— Your assignment —
Retype the line with "is routed to" in it, then each line after it to the end of the data, word for word.

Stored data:
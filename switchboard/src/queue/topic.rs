//! Topic exchange routing rules.
//!
//! RabbitMQ does the actual routing. The consumer uses these rules to
//! reject malformed binding patterns before touching the broker and to
//! report which of its bindings a delivery matched.

use thiserror::Error;
use tracing::warn;

/// AMQP short strings are limited to 255 bytes.
pub const MAX_TOPIC_LEN: usize = 255;

/// Why a routing key or binding pattern was rejected.
#[derive(Debug, Clone, PartialEq, Eq, Error)]
pub enum TopicError {
    #[error("empty")]
    Empty,

    #[error("{0} bytes exceeds the {} byte limit", MAX_TOPIC_LEN)]
    TooLong(usize),
}

/// Check a binding pattern.
///
/// A `*` or `#` sharing a segment with other characters (`log.*x`) is not a
/// wildcard; the broker matches it as a literal word, so it is accepted with
/// a warning.
pub fn validate_pattern(pattern: &str) -> Result<(), TopicError> {
    if pattern.is_empty() {
        return Err(TopicError::Empty);
    }
    if pattern.len() > MAX_TOPIC_LEN {
        return Err(TopicError::TooLong(pattern.len()));
    }
    for segment in pattern.split('.') {
        if segment.len() > 1 && (segment.contains('*') || segment.contains('#')) {
            warn!(pattern, segment, "topic_literal_wildcard_segment");
        }
    }
    Ok(())
}

/// Check a routing key used for publishing.
pub fn validate_routing_key(key: &str) -> Result<(), TopicError> {
    if key.len() > MAX_TOPIC_LEN {
        return Err(TopicError::TooLong(key.len()));
    }
    Ok(())
}

/// Whether `key` is routed to a binding with `pattern`.
///
/// `*` matches exactly one segment, `#` matches zero or more.
pub fn matches(pattern: &str, key: &str) -> bool {
    let pattern: Vec<&str> = pattern.split('.').collect();
    let key: Vec<&str> = key.split('.').collect();
    match_segments(&pattern, &key)
}

fn match_segments(pattern: &[&str], key: &[&str]) -> bool {
    match (pattern.split_first(), key.split_first()) {
        (None, None) => true,
        (Some((&"#", rest)), _) => {
            match_segments(rest, key) || (!key.is_empty() && match_segments(pattern, &key[1..]))
        }
        (Some((&"*", rest)), Some((_, key_rest))) => match_segments(rest, key_rest),
        (Some((segment, rest)), Some((word, key_rest))) if segment == word => {
            match_segments(rest, key_rest)
        }
        _ => false,
    }
}

/// Patterns among `patterns` that route `key`.
pub fn matching<'a>(patterns: &'a [String], key: &'a str) -> impl Iterator<Item = &'a str> {
    patterns
        .iter()
        .map(String::as_str)
        .filter(move |pattern| matches(pattern, key))
}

— Task result —
/// Whether `key` is routed to a binding with `pattern`.
///
/// `*` matches exactly one segment, `#` matches zero or more.
pub fn matches(pattern: &str, key: &str) -> bool {
    let pattern: Vec<&str> = pattern.split('.').collect();
    let key: Vec<&str> = key.split('.').collect();
    match_segments(&pattern, &key)
}

fn match_segments(pattern: &[&str], key: &[&str]) -> bool {
    match (pattern.split_first(), key.split_first()) {
        (None, None) => true,
        (Some((&"#", rest)), _) => {
            match_segments(rest, key) || (!key.is_empty() && match_segments(pattern, &key[1..]))
        }
        (Some((&"*", rest)), Some((_, key_rest))) => match_segments(rest, key_rest),
        (Some((segment, rest)), Some((word, key_rest))) if segment == word => {
            match_segments(rest, key_rest)
        }
        _ => false,
    }
}

/// Patterns among `patterns` that route `key`.
pub fn matching<'a>(patterns: &'a [String], key: &'a str) -> impl Iterator<Item = &'a str> {
    patterns
        .iter()
        .map(String::as_str)
        .filter(move |pattern| matches(pattern, key))
}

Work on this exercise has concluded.